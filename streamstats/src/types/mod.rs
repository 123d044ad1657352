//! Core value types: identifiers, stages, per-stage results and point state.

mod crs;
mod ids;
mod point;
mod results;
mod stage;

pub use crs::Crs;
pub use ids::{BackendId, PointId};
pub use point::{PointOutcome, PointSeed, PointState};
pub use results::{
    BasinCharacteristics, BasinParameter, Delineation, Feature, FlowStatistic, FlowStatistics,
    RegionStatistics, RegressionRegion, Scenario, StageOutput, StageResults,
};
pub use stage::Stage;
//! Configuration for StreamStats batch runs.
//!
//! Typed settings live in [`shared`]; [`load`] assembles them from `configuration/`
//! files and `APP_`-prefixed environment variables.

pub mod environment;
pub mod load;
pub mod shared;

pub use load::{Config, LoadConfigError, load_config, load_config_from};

-----

• Task instructions
The lines above need to be restated word for word, all of them.

• Expected answer
filename streamstats/src/types/mod.rs
repository 123d044ad1657352
//! Core value types: identifiers, stages, per-stage results and point state.

mod crs;
mod ids;
mod point;
mod results;
mod stage;

pub use crs::Crs;
pub use ids::{BackendId, PointId};
pub use point::{PointOutcome, PointSeed, PointState};
pub use results::{
    BasinCharacteristics, BasinParameter, Delineation, Feature, FlowStatistic, FlowStatistics,
    RegionStatistics, RegressionRegion, Scenario, StageOutput, StageResults,
};
pub use stage::Stage;
//! Configuration for StreamStats batch runs.
//!
//! Typed settings live in [`shared`]; [`load`] assembles them from `configuration/`
//! files and `APP_`-prefixed environment variables.

pub mod environment;
pub mod load;
pub mod shared;

pub use load::{Config, LoadConfigError, load_config, load_config_from};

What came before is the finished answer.